▶ _WORK TASK_
Taking the records line by line, how many lines contain the word "placements"? Answer with the number only.

[Stored data]

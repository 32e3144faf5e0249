use std::collections::BTreeMap;

use tracing::{debug, info};

use crate::chain::{
    ChainNode, ChainSolution, Resource, ResourceKey, TaskKey, WorkItem, PLANNING_USER_ENTITY_ID,
};
use crate::entities::{TaskData, TaskStatus};
use task_assigning_errors::TaskAssigningResult;

/// 链上的一个待放置工作项
#[derive(Debug)]
struct Placement {
    key: TaskKey,
    pinned: bool,
    index: i32,
    task_id: i64,
}

/// 由任务记录与已知资源构建初始工作解
#[derive(Debug, Default)]
pub struct SolutionBuilder {
    tasks: Vec<TaskData>,
    resources: Vec<Resource>,
}

impl SolutionBuilder {
    pub fn new() -> Self {
        Self::default()
    }

    pub fn with_tasks(mut self, tasks: Vec<TaskData>) -> Self {
        self.tasks = tasks;
        self
    }

    pub fn with_resources(mut self, resources: Vec<Resource>) -> Self {
        self.resources = resources;
        self
    }

    pub fn build(self) -> TaskAssigningResult<ChainSolution> {
        let mut solution = ChainSolution::new();
        for resource in self.resources {
            solution.add_resource(resource)?;
        }

        let mut chains: BTreeMap<ResourceKey, Vec<Placement>> = BTreeMap::new();
        let mut skipped = 0usize;

        for task in self.tasks {
            if !TaskStatus::ACTIVE.contains(&task.status) {
                skipped += 1;
                continue;
            }

            let assignment = match task.status {
                TaskStatus::Ready => task
                    .planning_task
                    .as_ref()
                    .and_then(|p| solution.find_resource(&p.assigned_user))
                    .map(|resource| (resource, false)),
                _ => match task.actual_owner.as_deref() {
                    Some(owner) => {
                        let resource = resolve_resource(&mut solution, owner)?;
                        Some((resource, is_pinned(&task, owner)))
                    }
                    None => None,
                },
            };

            let published = task.planning_task.as_ref().is_some_and(|p| p.published);
            let index = task
                .planning_task
                .as_ref()
                .filter(|p| {
                    assignment
                        .is_some_and(|(r, _)| solution.resource(r).entity_id() == p.assigned_user)
                })
                .map_or(i32::MAX, |p| p.index);

            let item = WorkItem::new(task.task_id, task.name, task.priority)
                .with_process(task.process_instance_id, task.process_id, task.container_id)
                .with_status(task.status)
                .with_input_data(task.input_data.unwrap_or_default())
                .with_eligible_owners(task.potential_owners)
                .with_published(published)
                .with_pinned(assignment.is_some_and(|(_, pinned)| pinned));
            let key = solution.add_task(item)?;

            if let Some((resource, pinned)) = assignment {
                chains.entry(resource).or_default().push(Placement {
                    key,
                    pinned,
                    index,
                    task_id: task.task_id,
                });
            }
        }

        for (resource, mut placements) in chains {
            placements.sort_by_key(|p| (!p.pinned, p.index, p.task_id));

            let mut previous = solution
                .chain_of(resource)
                .last()
                .map_or(ChainNode::Resource(resource), ChainNode::WorkItem);
            for placement in &placements {
                solution.set_previous(placement.key, Some(previous))?;
                previous = ChainNode::WorkItem(placement.key);
            }
            debug!(
                resource = solution.resource(resource).entity_id(),
                tasks = placements.len(),
                "资源链构建完成"
            );
        }

        solution.propagate();
        solution.verify()?;
        info!(
            tasks = solution.task_count(),
            resources = solution.resources().count(),
            skipped,
            "工作解构建完成"
        );
        Ok(solution)
    }
}

/// 已开始或已认领的任务是否固定在当前所有者上
///
/// 分配给占位资源的已认领任务不固定；已认领任务的决策仍指向当前所有者时，
/// 只有已发布的决策才固定。
fn is_pinned(task: &TaskData, owner: &str) -> bool {
    match task.status {
        TaskStatus::InProgress | TaskStatus::Suspended => true,
        TaskStatus::Reserved if owner == PLANNING_USER_ENTITY_ID => false,
        TaskStatus::Reserved => match &task.planning_task {
            Some(planning_task) if planning_task.assigned_user == owner => planning_task.published,
            _ => true,
        },
        _ => false,
    }
}

/// 未知用户按约定新建资源，ID 取现有最大值加一
fn resolve_resource(solution: &mut ChainSolution, entity_id: &str) -> TaskAssigningResult<ResourceKey> {
    if let Some(key) = solution.find_resource(entity_id) {
        return Ok(key);
    }
    let next_id = solution.resources().map(|(_, r)| r.id()).max().unwrap_or(0).max(0) + 1;
    debug!(entity_id, id = next_id, "为未知所有者新建资源");
    solution.add_resource(Resource::new(next_id, entity_id))
}

#[cfg(test)]
mod tests {
    use super::*;
    use crate::chain::{SECONDARY_SENTINEL_TASK_ID, SENTINEL_TASK_ID};
    use crate::entities::{OrganizationalEntity, PlanningTask};
    use std::collections::BTreeSet;

    fn task(task_id: i64, status: TaskStatus, actual_owner: Option<&str>) -> TaskData {
        TaskData {
            task_id,
            created_on: None,
            process_instance_id: 1,
            process_id: "hiring".to_string(),
            container_id: "hr".to_string(),
            name: format!("task-{task_id}"),
            priority: 0,
            status,
            actual_owner: actual_owner.map(str::to_string),
            last_modification_date: None,
            input_data: None,
            potential_owners: BTreeSet::from([OrganizationalEntity::group("hr")]),
            planning_task: None,
        }
    }

    fn with_decision(mut task: TaskData, user: &str, index: i32, published: bool) -> TaskData {
        task.planning_task = Some(PlanningTask {
            task_id: task.task_id,
            assigned_user: user.to_string(),
            index,
            published,
        });
        task
    }

    fn chain_ids(solution: &ChainSolution, entity_id: &str) -> Vec<i64> {
        let resource = solution.find_resource(entity_id).unwrap();
        solution
            .chain_of(resource)
            .map(|k| solution.task(k).id())
            .collect()
    }

    fn pinned(solution: &ChainSolution, task_id: i64) -> bool {
        solution.task(solution.find_task(task_id).unwrap()).is_pinned()
    }

    fn build(tasks: Vec<TaskData>) -> ChainSolution {
        SolutionBuilder::new()
            .with_resources(vec![
                Resource::new(1, "alice").with_groups(["hr"]),
                Resource::new(2, "bob").with_groups(["hr"]),
            ])
            .with_tasks(tasks)
            .build()
            .unwrap()
    }

    #[test]
    fn test_empty_build_contains_only_fixed_entities() {
        let solution = SolutionBuilder::new().build().unwrap();
        assert_eq!(solution.task_count(), 2);
        assert_eq!(solution.resources().count(), 1);
        assert_eq!(
            chain_ids(&solution, PLANNING_USER_ENTITY_ID),
            vec![SENTINEL_TASK_ID, SECONDARY_SENTINEL_TASK_ID]
        );
    }

    #[test]
    fn test_ready_tasks_follow_decisions() {
        let solution = build(vec![
            with_decision(task(1, TaskStatus::Ready, None), "alice", 1, false),
            with_decision(task(2, TaskStatus::Ready, None), "alice", 0, false),
            task(3, TaskStatus::Ready, None),
            with_decision(task(4, TaskStatus::Ready, None), "nobody", 0, false),
        ]);

        assert_eq!(chain_ids(&solution, "alice"), vec![2, 1]);
        assert!(!pinned(&solution, 1));
        let unassigned: Vec<i64> = solution
            .unassigned_tasks()
            .map(|k| solution.task(k).id())
            .collect();
        assert_eq!(unassigned, vec![3, 4]);
        assert!(solution.find_resource("nobody").is_none());
    }

    #[test]
    fn test_pinned_tasks_come_first() {
        let solution = build(vec![
            with_decision(task(1, TaskStatus::Ready, None), "alice", 0, false),
            task(2, TaskStatus::InProgress, Some("alice")),
            with_decision(task(3, TaskStatus::Reserved, Some("alice")), "alice", 1, true),
        ]);

        assert_eq!(chain_ids(&solution, "alice"), vec![3, 2, 1]);
        assert!(pinned(&solution, 2));
        assert!(pinned(&solution, 3));
        assert!(!pinned(&solution, 1));

        let alice = solution.find_resource("alice").unwrap();
        let last = solution.find_task(1).unwrap();
        assert_eq!(solution.owner(last), Some(alice));
        assert_eq!(solution.start_time(last), Some(2));
    }

    #[test]
    fn test_reserved_pinning_rules() {
        let solution = build(vec![
            task(1, TaskStatus::Reserved, Some("alice")),
            with_decision(task(2, TaskStatus::Reserved, Some("bob")), "bob", 0, false),
            with_decision(task(3, TaskStatus::Reserved, Some("bob")), "alice", 0, false),
            task(4, TaskStatus::Suspended, Some("bob")),
            with_decision(task(5, TaskStatus::Reserved, Some(PLANNING_USER_ENTITY_ID)), "alice", 0, true),
        ]);

        assert!(pinned(&solution, 1));
        assert!(!pinned(&solution, 2));
        assert!(pinned(&solution, 3));
        assert!(pinned(&solution, 4));
        assert!(!pinned(&solution, 5));
        assert_eq!(
            chain_ids(&solution, PLANNING_USER_ENTITY_ID),
            vec![SENTINEL_TASK_ID, SECONDARY_SENTINEL_TASK_ID, 5]
        );
        assert_eq!(chain_ids(&solution, "bob"), vec![3, 4, 2]);
    }

    #[test]
    fn test_unknown_owner_becomes_resource() {
        let solution = build(vec![task(1, TaskStatus::InProgress, Some("carol"))]);

        let carol = solution.find_resource("carol").unwrap();
        assert_eq!(solution.resource(carol).id(), 3);
        assert_eq!(chain_ids(&solution, "carol"), vec![1]);
        // carol 不在候选组中，但已开始的任务仍固定在该用户名下
        assert!(!solution.accepts_current_owner(solution.find_task(1).unwrap()));
    }

    #[test]
    fn test_inactive_tasks_are_skipped() {
        let solution = build(vec![
            task(1, TaskStatus::Completed, Some("alice")),
            task(2, TaskStatus::Created, None),
            task(3, TaskStatus::Ready, None),
        ]);
        assert!(solution.find_task(1).is_none());
        assert!(solution.find_task(2).is_none());
        assert!(solution.find_task(3).is_some());
        assert!(solution.verify().is_ok());
    }
}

▶ _SOLUTION FOR THIS PROBLEM_
4